“FREDDO DI CHIAMATA”

Una persona che ben conosce il napoletano mi ha appena informato di uno straordinario detto che definisco diagnostico:
“Freddo di chiamata”.

Noi psicoanalisti siamo a corto di diagnostica
− per non dire della miserabile diagnostica psichiatrica di oggi, prima almeno avevamo quella kraepeliniano-freudiana −,
e non sappiamo approfittare dell’abbondante diagnostica che è disseminata nella lingua.

In questo esempio si tratta di una diagnosi di frigidità in generale, di cui quella comunemente nota è solo un caso particolare, e che ha il merito di descrivere la frigidità in ambedue i sessi anche fuori dalla vita sessuale:
si tratta di chi non si lascia ec-citare, chiamare fuori, ossia che non va all’appuntamento neppure quando ci va fisicamente (a volte perfino facendo sesso).

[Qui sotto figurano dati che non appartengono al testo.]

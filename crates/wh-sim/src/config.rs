//! Seeding and run configuration.

use wh_core::{Coord, Dims, SimConfig};

/// One storage to attach, in attachment order.
#[derive(Clone, Debug, PartialEq, Eq)]
#[cfg_attr(feature = "serde", derive(serde::Serialize, serde::Deserialize))]
pub struct StorageSpec {
    pub location: Coord,
    pub capacity: usize,
}

impl StorageSpec {
    pub fn new(location: Coord, capacity: usize) -> Self {
        Self { location, capacity }
    }
}

/// Everything needed to seed a warehouse and run it.
///
/// `object_count` and `agent_count` are totals: objects or agents placed
/// explicitly through the builder count toward them and the remainder is
/// placed at random free ground cells.
#[derive(Clone, Debug, PartialEq, Eq)]
#[cfg_attr(feature = "serde", derive(serde::Serialize, serde::Deserialize))]
pub struct WarehouseConfig {
    pub dimensions:   Dims,
    pub storages:     Vec<StorageSpec>,
    /// Category labels in partition order.  Random objects cycle through
    /// them, using `"<label>.png"` as the image.
    pub categories:   Vec<String>,
    pub object_count: usize,
    pub agent_count:  usize,
    pub sim:          SimConfig,
}

impl Default for WarehouseConfig {
    /// A 10×10 single-level floor with six two-slot storages, nine objects in
    /// three categories and three agents.
    ///
    /// The storages stand apart in two interior rows so each can be reached
    /// from all four sides.
    fn default() -> Self {
        Self {
            dimensions:   Dims { width: 10, depth: 10, height: 1 },
            storages:     [2, 5, 8]
                .into_iter()
                .flat_map(|x| [3, 6].map(|y| StorageSpec::new(Coord::ground(x, y), 2)))
                .collect(),
            categories:   vec!["bottle".into(), "box".into(), "can".into()],
            object_count: 9,
            agent_count:  3,
            sim:          SimConfig::default(),
        }
    }
}
//! Flat voxel storage and the four-column sensing window around a cell.

use std::fmt;

use wh_core::{Coord, Dims};

use crate::{GridError, GridResult, Occupant};

// ── VoxelMap ──────────────────────────────────────────────────────────────────

/// A dense `width × depth × height` array of occupants.
///
/// Reads outside the map return [`Occupant::OutOfBounds`]; writes outside
/// the map fail, as do writes of the `OutOfBounds` marker itself.
#[derive(Clone, PartialEq, Eq, Debug)]
pub struct VoxelMap {
    dims:  Dims,
    cells: Vec<Occupant>,
}

impl VoxelMap {
    /// An all-free map.
    pub fn new(dims: Dims) -> Self {
        Self { dims, cells: vec![Occupant::Free; dims.volume()] }
    }

    #[inline]
    pub fn dims(&self) -> Dims {
        self.dims
    }

    #[inline]
    pub fn get(&self, at: Coord) -> Occupant {
        match self.dims.index(at) {
            Some(i) => self.cells[i],
            None    => Occupant::OutOfBounds,
        }
    }

    pub fn set(&mut self, at: Coord, occupant: Occupant) -> GridResult<()> {
        let i = self.dims.index(at).ok_or(GridError::OutOfBounds(at))?;
        if occupant.is_out_of_bounds() {
            return Err(GridError::BoundaryWrite(at));
        }
        self.cells[i] = occupant;
        Ok(())
    }

    /// Every level of the column at `(at.x, at.y)`, bottom first.  A column
    /// outside the map is all `OutOfBounds`.
    pub fn column(&self, at: Coord) -> Vec<Occupant> {
        (0..self.dims.height as i32).map(|z| self.get(at.at_level(z))).collect()
    }

    /// The columns on all four sides of `at`.
    pub fn surroundings(&self, at: Coord) -> Surroundings {
        Surroundings {
            front: self.column(Side::Front.neighbour(at)),
            back:  self.column(Side::Back.neighbour(at)),
            left:  self.column(Side::Left.neighbour(at)),
            right: self.column(Side::Right.neighbour(at)),
        }
    }

    /// A copy with every agent cell freed.
    pub fn without_agents(&self) -> Self {
        let cells = self
            .cells
            .iter()
            .map(|&o| if matches!(o, Occupant::Agent(_)) { Occupant::Free } else { o })
            .collect();
        Self { dims: self.dims, cells }
    }

    /// Number of ground-floor cells matching `pred`.
    pub fn count_ground(&self, pred: impl Fn(Occupant) -> bool) -> usize {
        self.cells[..self.dims.floor_area()].iter().filter(|&&o| pred(o)).count()
    }
}

// ── Side ──────────────────────────────────────────────────────────────────────

/// A horizontal neighbour of a cell, in map axes (not relative to facing).
#[derive(Copy, Clone, PartialEq, Eq, Hash, Debug)]
pub enum Side {
    /// `+y`
    Front,
    /// `−y`
    Back,
    /// `−x`
    Left,
    /// `+x`
    Right,
}

impl Side {
    pub const ALL: [Side; 4] = [Side::Front, Side::Back, Side::Left, Side::Right];

    #[inline]
    pub fn neighbour(self, at: Coord) -> Coord {
        let (dx, dy) = match self {
            Side::Front => (0, 1),
            Side::Back  => (0, -1),
            Side::Left  => (-1, 0),
            Side::Right => (1, 0),
        };
        Coord::new(at.x + dx, at.y + dy, at.z)
    }
}

impl fmt::Display for Side {
    fn fmt(&self, f: &mut fmt::Formatter<'_>) -> fmt::Result {
        f.write_str(match self {
            Side::Front => "front",
            Side::Back  => "back",
            Side::Left  => "left",
            Side::Right => "right",
        })
    }
}

// ── Surroundings ──────────────────────────────────────────────────────────────

/// The full height stack of the four cells adjacent to a position.
#[derive(Clone, PartialEq, Eq, Debug)]
pub struct Surroundings {
    pub front: Vec<Occupant>,
    pub back:  Vec<Occupant>,
    pub left:  Vec<Occupant>,
    pub right: Vec<Occupant>,
}

impl Surroundings {
    pub fn column(&self, side: Side) -> &[Occupant] {
        match side {
            Side::Front => &self.front,
            Side::Back  => &self.back,
            Side::Left  => &self.left,
            Side::Right => &self.right,
        }
    }
}
//! Agent task states and the primitive actions an agent's queue holds.

use std::fmt;

use crate::{ObjectId, StorageId};

/// The phase of the seek → carry → store cycle an agent is in.
#[derive(Copy, Clone, PartialEq, Eq, Hash, Debug, Default)]
#[cfg_attr(feature = "serde", derive(serde::Serialize, serde::Deserialize))]
pub enum TaskState {
    /// Idle; the next plan looks for an object.
    #[default]
    Standby,
    /// Walking to an object it intends to pick up.
    SeekingObject,
    /// Holding an object and walking to its storage.
    CarryingObject,
}

impl fmt::Display for TaskState {
    fn fmt(&self, f: &mut fmt::Formatter<'_>) -> fmt::Result {
        f.write_str(match self {
            TaskState::Standby        => "standby",
            TaskState::SeekingObject  => "seeking",
            TaskState::CarryingObject => "carrying",
        })
    }
}

/// One atomic step in an agent's plan.
///
/// Every variant except `ChangeState` costs one tick when executed.
/// `ChangeState` entries are drained around the tick's single action.
#[derive(Copy, Clone, PartialEq, Eq, Hash, Debug)]
#[cfg_attr(feature = "serde", derive(serde::Serialize, serde::Deserialize))]
pub enum Action {
    /// Move one cell in the current facing.
    MoveForward,
    /// Turn clockwise by this many degrees (a multiple of 90).
    Rotate(i32),
    /// Do nothing this tick.
    Wait,
    /// Take the object in the forward cell.
    PickUp(ObjectId),
    /// Put the carried object into the storage ahead.
    Store(StorageId),
    /// Switch task state without consuming a tick.
    ChangeState(TaskState),
}

impl Action {
    #[inline]
    pub fn is_state_change(&self) -> bool {
        matches!(self, Action::ChangeState(_))
    }
}

impl fmt::Display for Action {
    fn fmt(&self, f: &mut fmt::Formatter<'_>) -> fmt::Result {
        match self {
            Action::MoveForward    => f.write_str("forward"),
            Action::Rotate(d)      => write!(f, "rotate {d}"),
            Action::Wait           => f.write_str("wait"),
            Action::PickUp(o)      => write!(f, "pickup {o}"),
            Action::Store(s)       => write!(f, "store {s}"),
            Action::ChangeState(s) => write!(f, "state -> {s}"),
        }
    }
}
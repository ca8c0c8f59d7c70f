//! Grid-subsystem error type.

use thiserror::Error;

use wh_core::{Coord, CoreError, StorageId};

use crate::{Occupant, Side};

/// Errors produced by `wh-grid`.
#[derive(Debug, Error, PartialEq, Eq)]
pub enum GridError {
    #[error("cell {at} is occupied by {by}")]
    OccupiedCell { at: Coord, by: Occupant },

    #[error("level {z} is outside a map {height} levels high")]
    InvalidHeight { z: i32, height: u32 },

    #[error("{0} lies outside the map")]
    OutOfBounds(Coord),

    #[error("the out-of-bounds marker cannot be stored at {0}")]
    BoundaryWrite(Coord),

    #[error("expected an object at {at}, found {found}")]
    NotAnObject { at: Coord, found: Occupant },

    #[error("storage {0} is full")]
    StorageFull(StorageId),

    #[error("storage {0} is not attached")]
    UnknownStorage(StorageId),

    #[error("sensed an unexpected boundary {side} of {at}")]
    UnexpectedBoundary { at: Coord, side: Side },

    #[error(transparent)]
    Core(#[from] CoreError),
}

pub type GridResult<T> = Result<T, GridError>;
use std::path::Path;

use calamine::{open_workbook_auto, Reader};

use crate::error::BillError;

pub fn trim_cell(text: &str) -> String {
    text.trim()
        .trim_start_matches('\u{feff}')
        .trim()
        .to_string()
}

pub fn row_get(row: &[String], idx: Option<usize>) -> String {
    idx.and_then(|i| row.get(i).cloned())
        .map(|s| trim_cell(&s))
        .unwrap_or_default()
}

pub fn row_is_empty(row: &[String]) -> bool {
    row.iter().all(|c| trim_cell(c).is_empty())
}

fn read_csv_rows(path: &Path) -> Result<Vec<Vec<String>>, BillError> {
    let mut reader = csv::ReaderBuilder::new()
        .has_headers(false)
        .flexible(true)
        .from_path(path)?;

    let mut rows = Vec::new();
    for rec in reader.records() {
        let rec = rec?;
        rows.push(rec.iter().map(trim_cell).collect());
    }
    Ok(rows)
}

fn read_xlsx_rows(path: &Path) -> Result<Vec<Vec<String>>, BillError> {
    let mut workbook =
        open_workbook_auto(path).map_err(|e| BillError::Workbook(e.to_string()))?;
    let sheet_names = workbook.sheet_names().to_owned();
    let first_sheet = sheet_names
        .first()
        .cloned()
        .ok_or_else(|| BillError::Workbook("工作簿中未找到工作表".to_string()))?;

    let range = workbook
        .worksheet_range(&first_sheet)
        .map_err(|e| BillError::Workbook(e.to_string()))?;

    let rows = range
        .rows()
        .map(|row| {
            row.iter()
                .map(|cell| trim_cell(&cell.to_string()))
                .collect::<Vec<_>>()
        })
        .collect::<Vec<_>>();
    Ok(rows)
}

/// Decodes a spreadsheet-like file into trimmed text rows. Quoted-field CSV
/// semantics come from the reader; Excel files contribute their first
/// worksheet.
pub fn read_rows(path: &Path) -> Result<Vec<Vec<String>>, BillError> {
    let suffix = path
        .extension()
        .and_then(|s| s.to_str())
        .unwrap_or_default()
        .to_ascii_lowercase();

    match suffix.as_str() {
        "csv" => read_csv_rows(path),
        "xlsx" | "xls" => read_xlsx_rows(path),
        _ => Err(BillError::UnsupportedFormat(suffix)),
    }
}

#[cfg(test)]
mod tests {
    use super::*;
    use std::fs;
    use std::path::PathBuf;
    use uuid::Uuid;

    fn create_temp_path(prefix: &str, ext: &str) -> PathBuf {
        let unique = format!("{prefix}_{}_{}.{}", std::process::id(), Uuid::new_v4(), ext);
        std::env::temp_dir().join(unique)
    }

    #[test]
    fn reads_quoted_csv_cells() {
        let path = create_temp_path("billbean_tabular", "csv");
        fs::write(&path, "a,\"b, with comma\",c\n1,\"he said \"\"hi\"\"\",3\n")
            .expect("write temp csv");

        let rows = read_rows(&path).expect("read csv rows");
        assert_eq!(rows.len(), 2);
        assert_eq!(rows[0][1], "b, with comma");
        assert_eq!(rows[1][1], "he said \"hi\"");

        let _ = fs::remove_file(&path);
    }

    #[test]
    fn rejects_unknown_extension() {
        let path = create_temp_path("billbean_tabular", "pdf");
        fs::write(&path, "whatever").expect("write temp file");
        assert!(matches!(
            read_rows(&path),
            Err(BillError::UnsupportedFormat(_))
        ));
        let _ = fs::remove_file(&path);
    }

    #[test]
    fn strips_bom_and_whitespace() {
        let path = create_temp_path("billbean_tabular", "csv");
        fs::write(&path, "\u{feff}交易时间 , 金额\n").expect("write temp csv");
        let rows = read_rows(&path).expect("read csv rows");
        assert_eq!(rows[0], vec!["交易时间".to_string(), "金额".to_string()]);
        let _ = fs::remove_file(&path);
    }
}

Non faccio metafora, si tratta propriamente di patologia, o di quello s-venimento di cui quello corrente è solo un caso particolare:
e in fondo l’analisi dovrebbe portare a riconoscere la diagnostica generale come condizione per la guarigione da una diagnostica particolare.

Un altro esempio di autentica diagnostica presente nella lingua è l’espressione “perdere la testa” per descrivere l’innamoramento:
che ne è definito per quello che è, un caso di demenza, ossia il “narcisismo” come schizofrenia.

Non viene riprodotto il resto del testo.